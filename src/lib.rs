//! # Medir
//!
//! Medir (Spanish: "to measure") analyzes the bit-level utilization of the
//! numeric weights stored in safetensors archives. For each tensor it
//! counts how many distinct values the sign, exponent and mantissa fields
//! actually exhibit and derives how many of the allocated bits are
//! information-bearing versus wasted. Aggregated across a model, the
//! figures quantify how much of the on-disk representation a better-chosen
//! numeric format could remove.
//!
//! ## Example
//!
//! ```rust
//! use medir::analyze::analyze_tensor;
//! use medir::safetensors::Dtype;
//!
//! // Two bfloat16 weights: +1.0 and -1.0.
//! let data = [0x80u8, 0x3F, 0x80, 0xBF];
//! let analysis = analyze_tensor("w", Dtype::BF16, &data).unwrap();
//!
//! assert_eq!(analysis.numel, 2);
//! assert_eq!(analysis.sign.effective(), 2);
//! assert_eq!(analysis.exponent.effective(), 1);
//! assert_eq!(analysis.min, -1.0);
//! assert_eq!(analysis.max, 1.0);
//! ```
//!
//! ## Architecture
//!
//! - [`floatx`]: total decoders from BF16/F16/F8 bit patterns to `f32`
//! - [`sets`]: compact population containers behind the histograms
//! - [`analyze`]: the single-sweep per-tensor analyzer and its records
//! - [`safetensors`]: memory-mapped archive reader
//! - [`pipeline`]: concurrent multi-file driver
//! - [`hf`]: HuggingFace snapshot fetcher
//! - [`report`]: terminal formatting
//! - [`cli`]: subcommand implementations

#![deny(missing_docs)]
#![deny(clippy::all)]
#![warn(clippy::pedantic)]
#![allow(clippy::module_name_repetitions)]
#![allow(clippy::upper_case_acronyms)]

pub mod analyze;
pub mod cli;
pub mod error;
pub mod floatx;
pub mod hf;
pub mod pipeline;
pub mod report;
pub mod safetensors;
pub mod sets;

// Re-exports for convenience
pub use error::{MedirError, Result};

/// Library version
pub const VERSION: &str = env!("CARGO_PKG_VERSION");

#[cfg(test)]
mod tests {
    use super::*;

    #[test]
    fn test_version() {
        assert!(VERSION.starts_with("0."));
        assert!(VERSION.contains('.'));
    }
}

* _What to produce_:
Reproduce, word for word, every line starting at the line that contains "pub mod hf;" and ending with the final line of the entries.

* _Exercise result_:
pub mod hf;
pub mod pipeline;
pub mod report;
pub mod safetensors;
pub mod sets;

// Re-exports for convenience
pub use error::{MedirError, Result};

/// Library version
pub const VERSION: &str = env!("CARGO_PKG_VERSION");

#[cfg(test)]
mod tests {
    use super::*;

    #[test]
    fn test_version() {
        assert!(VERSION.starts_with("0."));
        assert!(VERSION.contains('.'));
    }
}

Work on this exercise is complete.